═════ Listed records ═════

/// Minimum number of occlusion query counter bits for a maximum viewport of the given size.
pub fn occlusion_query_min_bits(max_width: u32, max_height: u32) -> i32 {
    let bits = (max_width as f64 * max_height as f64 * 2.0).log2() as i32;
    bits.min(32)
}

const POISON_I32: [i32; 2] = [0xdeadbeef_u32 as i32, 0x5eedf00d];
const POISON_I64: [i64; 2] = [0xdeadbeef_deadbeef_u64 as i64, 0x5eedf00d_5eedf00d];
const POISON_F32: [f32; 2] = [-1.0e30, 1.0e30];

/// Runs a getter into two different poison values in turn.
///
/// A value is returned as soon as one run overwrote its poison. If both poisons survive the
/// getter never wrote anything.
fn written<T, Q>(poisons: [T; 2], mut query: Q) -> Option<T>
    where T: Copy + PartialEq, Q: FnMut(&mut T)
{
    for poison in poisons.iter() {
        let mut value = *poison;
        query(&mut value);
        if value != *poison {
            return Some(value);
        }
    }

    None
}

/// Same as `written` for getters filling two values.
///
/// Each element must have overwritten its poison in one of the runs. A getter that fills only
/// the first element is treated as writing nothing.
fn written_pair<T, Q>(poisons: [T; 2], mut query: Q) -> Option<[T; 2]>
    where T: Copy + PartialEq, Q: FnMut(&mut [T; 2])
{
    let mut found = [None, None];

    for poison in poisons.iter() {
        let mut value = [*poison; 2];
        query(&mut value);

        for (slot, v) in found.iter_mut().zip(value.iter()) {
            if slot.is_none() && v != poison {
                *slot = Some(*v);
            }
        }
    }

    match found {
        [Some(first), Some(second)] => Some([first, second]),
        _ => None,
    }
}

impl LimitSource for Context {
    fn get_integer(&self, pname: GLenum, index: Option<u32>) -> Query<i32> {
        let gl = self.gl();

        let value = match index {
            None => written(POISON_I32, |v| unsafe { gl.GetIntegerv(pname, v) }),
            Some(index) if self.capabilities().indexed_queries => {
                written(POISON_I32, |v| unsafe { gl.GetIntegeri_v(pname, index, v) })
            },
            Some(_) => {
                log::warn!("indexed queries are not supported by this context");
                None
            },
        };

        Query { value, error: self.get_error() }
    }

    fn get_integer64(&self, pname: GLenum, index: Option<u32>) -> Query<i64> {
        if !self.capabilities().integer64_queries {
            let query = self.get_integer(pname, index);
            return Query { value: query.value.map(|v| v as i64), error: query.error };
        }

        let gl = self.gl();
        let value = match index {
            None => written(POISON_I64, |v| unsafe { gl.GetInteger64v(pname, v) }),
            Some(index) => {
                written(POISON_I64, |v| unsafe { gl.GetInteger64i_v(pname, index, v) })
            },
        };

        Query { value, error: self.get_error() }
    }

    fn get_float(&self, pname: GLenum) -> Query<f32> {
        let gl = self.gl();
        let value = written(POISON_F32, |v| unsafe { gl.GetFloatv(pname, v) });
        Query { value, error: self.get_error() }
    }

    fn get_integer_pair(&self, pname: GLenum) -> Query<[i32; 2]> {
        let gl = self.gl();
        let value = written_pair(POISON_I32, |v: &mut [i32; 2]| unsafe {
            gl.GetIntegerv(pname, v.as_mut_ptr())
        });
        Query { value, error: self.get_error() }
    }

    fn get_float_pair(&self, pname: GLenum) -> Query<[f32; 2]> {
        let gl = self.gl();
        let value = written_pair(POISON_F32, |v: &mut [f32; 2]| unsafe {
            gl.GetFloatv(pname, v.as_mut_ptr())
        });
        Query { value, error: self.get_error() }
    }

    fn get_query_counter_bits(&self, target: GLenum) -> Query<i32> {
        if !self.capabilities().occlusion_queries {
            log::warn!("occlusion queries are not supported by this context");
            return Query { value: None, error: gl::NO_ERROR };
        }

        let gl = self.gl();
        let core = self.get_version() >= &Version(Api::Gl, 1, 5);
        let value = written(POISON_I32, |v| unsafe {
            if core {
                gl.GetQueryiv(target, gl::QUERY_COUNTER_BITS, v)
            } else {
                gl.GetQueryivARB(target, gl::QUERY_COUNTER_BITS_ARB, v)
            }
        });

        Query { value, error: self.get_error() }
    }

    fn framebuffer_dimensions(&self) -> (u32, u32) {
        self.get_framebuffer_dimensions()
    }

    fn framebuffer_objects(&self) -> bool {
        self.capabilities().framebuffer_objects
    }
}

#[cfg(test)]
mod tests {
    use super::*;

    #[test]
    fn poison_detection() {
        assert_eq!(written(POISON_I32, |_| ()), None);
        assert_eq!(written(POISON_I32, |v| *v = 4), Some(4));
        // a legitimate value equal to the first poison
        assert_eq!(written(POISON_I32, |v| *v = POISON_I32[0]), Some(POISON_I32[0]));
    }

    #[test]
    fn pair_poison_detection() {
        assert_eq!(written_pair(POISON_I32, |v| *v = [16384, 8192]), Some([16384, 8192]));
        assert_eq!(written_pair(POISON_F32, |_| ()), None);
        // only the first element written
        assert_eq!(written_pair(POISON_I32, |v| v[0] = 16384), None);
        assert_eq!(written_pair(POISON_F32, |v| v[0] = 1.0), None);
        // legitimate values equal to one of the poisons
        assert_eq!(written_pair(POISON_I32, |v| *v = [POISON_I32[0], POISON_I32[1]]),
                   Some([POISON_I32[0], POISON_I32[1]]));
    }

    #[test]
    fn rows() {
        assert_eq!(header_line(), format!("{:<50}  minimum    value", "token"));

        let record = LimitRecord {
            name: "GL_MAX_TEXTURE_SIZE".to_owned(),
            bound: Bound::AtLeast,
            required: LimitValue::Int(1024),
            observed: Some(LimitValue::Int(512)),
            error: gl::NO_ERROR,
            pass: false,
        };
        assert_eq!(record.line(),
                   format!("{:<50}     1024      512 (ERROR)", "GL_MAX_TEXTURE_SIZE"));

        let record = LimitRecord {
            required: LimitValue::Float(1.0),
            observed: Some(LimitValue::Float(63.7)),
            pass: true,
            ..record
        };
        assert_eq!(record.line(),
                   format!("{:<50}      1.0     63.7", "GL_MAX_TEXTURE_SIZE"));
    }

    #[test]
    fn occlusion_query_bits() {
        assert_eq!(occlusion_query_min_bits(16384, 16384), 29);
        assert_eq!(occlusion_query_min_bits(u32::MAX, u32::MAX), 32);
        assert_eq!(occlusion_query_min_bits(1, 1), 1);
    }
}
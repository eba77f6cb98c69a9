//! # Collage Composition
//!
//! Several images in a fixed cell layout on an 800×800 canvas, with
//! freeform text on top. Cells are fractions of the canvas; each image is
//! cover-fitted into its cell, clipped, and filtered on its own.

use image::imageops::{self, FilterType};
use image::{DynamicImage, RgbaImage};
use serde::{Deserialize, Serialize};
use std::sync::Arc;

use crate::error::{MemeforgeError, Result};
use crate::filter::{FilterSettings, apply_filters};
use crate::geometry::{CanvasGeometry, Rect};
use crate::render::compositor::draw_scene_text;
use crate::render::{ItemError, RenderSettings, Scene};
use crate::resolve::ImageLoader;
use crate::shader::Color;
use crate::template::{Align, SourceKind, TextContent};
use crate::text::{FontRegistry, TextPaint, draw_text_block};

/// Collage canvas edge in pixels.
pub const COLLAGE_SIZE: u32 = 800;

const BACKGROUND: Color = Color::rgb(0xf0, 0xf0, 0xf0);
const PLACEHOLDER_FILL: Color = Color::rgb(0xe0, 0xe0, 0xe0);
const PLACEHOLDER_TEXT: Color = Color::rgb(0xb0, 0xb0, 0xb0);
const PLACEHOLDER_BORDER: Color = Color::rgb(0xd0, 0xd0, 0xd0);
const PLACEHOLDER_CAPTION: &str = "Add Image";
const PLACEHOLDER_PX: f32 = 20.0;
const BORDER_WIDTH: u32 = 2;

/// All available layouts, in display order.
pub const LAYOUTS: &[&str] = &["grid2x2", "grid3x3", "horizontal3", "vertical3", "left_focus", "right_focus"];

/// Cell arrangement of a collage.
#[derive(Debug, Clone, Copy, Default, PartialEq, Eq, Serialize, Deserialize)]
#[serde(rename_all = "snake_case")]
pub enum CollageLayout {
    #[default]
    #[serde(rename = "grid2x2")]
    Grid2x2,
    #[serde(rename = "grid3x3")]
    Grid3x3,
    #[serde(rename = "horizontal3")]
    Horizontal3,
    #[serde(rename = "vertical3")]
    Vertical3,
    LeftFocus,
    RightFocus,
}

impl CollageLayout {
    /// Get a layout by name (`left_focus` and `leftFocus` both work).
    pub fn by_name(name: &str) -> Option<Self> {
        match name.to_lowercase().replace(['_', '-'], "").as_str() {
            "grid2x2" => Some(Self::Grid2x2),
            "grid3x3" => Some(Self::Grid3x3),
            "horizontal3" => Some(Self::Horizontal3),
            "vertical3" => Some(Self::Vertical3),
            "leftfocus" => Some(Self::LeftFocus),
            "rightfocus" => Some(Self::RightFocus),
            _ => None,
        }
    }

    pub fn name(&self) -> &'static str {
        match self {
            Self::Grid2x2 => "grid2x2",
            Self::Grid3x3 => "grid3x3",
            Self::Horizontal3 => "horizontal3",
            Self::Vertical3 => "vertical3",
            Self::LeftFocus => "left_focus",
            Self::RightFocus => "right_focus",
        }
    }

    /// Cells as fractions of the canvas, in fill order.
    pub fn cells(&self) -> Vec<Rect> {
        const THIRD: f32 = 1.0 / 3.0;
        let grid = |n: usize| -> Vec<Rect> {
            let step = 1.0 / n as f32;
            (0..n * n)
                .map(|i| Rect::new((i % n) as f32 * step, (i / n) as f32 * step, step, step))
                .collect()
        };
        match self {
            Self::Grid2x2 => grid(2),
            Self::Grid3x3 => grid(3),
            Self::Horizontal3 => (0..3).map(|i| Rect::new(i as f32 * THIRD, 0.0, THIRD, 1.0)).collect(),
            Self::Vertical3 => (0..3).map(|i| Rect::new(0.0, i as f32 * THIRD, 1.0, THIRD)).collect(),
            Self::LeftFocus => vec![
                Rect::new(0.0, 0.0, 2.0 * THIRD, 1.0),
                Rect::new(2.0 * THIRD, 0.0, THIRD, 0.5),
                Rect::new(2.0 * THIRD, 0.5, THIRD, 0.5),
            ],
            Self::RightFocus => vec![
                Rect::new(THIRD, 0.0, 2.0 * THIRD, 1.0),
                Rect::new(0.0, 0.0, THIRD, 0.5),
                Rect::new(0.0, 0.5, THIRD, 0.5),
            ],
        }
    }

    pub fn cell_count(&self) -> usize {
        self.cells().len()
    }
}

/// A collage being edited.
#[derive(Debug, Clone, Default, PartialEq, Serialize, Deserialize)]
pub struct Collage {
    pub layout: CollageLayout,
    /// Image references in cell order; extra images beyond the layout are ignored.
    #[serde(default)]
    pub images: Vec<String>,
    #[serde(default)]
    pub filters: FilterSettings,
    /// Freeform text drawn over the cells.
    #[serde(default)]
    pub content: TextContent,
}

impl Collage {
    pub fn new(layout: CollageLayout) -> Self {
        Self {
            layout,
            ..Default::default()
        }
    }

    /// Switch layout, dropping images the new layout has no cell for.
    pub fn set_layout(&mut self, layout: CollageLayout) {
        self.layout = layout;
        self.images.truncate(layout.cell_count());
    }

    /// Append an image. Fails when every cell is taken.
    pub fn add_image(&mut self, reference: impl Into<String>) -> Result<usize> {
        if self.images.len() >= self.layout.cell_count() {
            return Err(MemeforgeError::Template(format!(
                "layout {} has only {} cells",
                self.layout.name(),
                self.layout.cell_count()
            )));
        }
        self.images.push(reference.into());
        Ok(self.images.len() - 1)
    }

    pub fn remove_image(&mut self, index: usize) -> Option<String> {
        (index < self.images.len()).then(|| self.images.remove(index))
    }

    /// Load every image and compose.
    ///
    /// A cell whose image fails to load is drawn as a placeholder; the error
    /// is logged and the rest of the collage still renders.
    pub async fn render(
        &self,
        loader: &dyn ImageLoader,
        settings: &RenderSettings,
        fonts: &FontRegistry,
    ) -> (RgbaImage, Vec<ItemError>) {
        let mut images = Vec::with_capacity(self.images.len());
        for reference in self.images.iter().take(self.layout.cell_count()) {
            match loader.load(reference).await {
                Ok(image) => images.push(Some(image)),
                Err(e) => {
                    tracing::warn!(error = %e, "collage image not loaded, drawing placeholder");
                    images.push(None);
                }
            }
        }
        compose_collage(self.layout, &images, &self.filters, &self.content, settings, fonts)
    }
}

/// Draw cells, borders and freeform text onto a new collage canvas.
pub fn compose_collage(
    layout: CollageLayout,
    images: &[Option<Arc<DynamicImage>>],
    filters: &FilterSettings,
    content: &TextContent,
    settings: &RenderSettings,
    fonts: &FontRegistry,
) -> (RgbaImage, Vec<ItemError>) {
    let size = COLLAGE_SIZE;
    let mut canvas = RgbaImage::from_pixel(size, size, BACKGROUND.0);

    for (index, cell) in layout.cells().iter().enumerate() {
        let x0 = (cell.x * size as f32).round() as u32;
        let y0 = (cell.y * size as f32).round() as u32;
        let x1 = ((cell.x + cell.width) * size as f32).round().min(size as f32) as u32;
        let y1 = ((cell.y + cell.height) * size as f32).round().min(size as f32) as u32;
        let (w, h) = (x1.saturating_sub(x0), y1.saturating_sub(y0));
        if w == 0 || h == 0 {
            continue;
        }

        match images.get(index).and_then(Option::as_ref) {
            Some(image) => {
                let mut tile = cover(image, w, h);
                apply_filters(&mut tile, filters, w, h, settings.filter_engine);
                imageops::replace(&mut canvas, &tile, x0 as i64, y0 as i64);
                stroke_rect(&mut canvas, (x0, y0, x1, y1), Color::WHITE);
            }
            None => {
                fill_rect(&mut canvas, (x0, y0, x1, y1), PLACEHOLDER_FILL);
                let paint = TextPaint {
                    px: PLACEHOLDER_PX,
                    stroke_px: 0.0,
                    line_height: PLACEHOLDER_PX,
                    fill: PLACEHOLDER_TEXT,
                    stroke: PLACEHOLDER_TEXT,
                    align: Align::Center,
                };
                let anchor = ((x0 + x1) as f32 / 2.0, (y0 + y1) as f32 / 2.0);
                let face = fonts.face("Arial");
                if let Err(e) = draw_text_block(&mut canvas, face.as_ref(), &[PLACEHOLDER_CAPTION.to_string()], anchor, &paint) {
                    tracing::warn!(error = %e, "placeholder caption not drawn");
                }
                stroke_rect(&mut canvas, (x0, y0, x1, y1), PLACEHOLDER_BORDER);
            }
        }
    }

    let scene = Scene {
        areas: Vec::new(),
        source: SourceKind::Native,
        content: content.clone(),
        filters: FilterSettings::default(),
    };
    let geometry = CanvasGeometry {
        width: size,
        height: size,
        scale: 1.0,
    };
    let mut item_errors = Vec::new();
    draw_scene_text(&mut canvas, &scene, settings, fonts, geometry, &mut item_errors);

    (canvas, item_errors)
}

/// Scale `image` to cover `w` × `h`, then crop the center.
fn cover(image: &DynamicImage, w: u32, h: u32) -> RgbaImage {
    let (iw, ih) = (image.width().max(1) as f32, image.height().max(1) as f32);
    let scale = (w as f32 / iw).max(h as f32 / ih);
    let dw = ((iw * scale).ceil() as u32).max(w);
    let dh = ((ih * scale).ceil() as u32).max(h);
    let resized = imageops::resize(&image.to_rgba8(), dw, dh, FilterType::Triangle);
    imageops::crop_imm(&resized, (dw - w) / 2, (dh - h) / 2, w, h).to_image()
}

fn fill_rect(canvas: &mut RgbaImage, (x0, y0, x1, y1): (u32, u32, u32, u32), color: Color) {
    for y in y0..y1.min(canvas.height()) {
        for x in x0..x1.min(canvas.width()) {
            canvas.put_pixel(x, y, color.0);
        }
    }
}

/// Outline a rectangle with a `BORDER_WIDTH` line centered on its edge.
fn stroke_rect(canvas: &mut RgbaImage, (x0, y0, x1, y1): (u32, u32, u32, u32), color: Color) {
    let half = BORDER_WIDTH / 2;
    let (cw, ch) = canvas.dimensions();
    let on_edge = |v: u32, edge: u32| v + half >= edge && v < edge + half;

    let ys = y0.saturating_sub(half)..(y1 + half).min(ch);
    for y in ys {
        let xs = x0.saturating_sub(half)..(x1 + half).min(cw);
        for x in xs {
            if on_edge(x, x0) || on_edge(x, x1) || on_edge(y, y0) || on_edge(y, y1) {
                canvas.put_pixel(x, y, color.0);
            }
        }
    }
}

═════

What you output must be the lines from the opening of the material above up to and including the line with "const POISON_I32: [i32;", reproduced exactly.

/// Minimum number of occlusion query counter bits for a maximum viewport of the given size.
pub fn occlusion_query_min_bits(max_width: u32, max_height: u32) -> i32 {
    let bits = (max_width as f64 * max_height as f64 * 2.0).log2() as i32;
    bits.min(32)
}

const POISON_I32: [i32; 2] = [0xdeadbeef_u32 as i32, 0x5eedf00d];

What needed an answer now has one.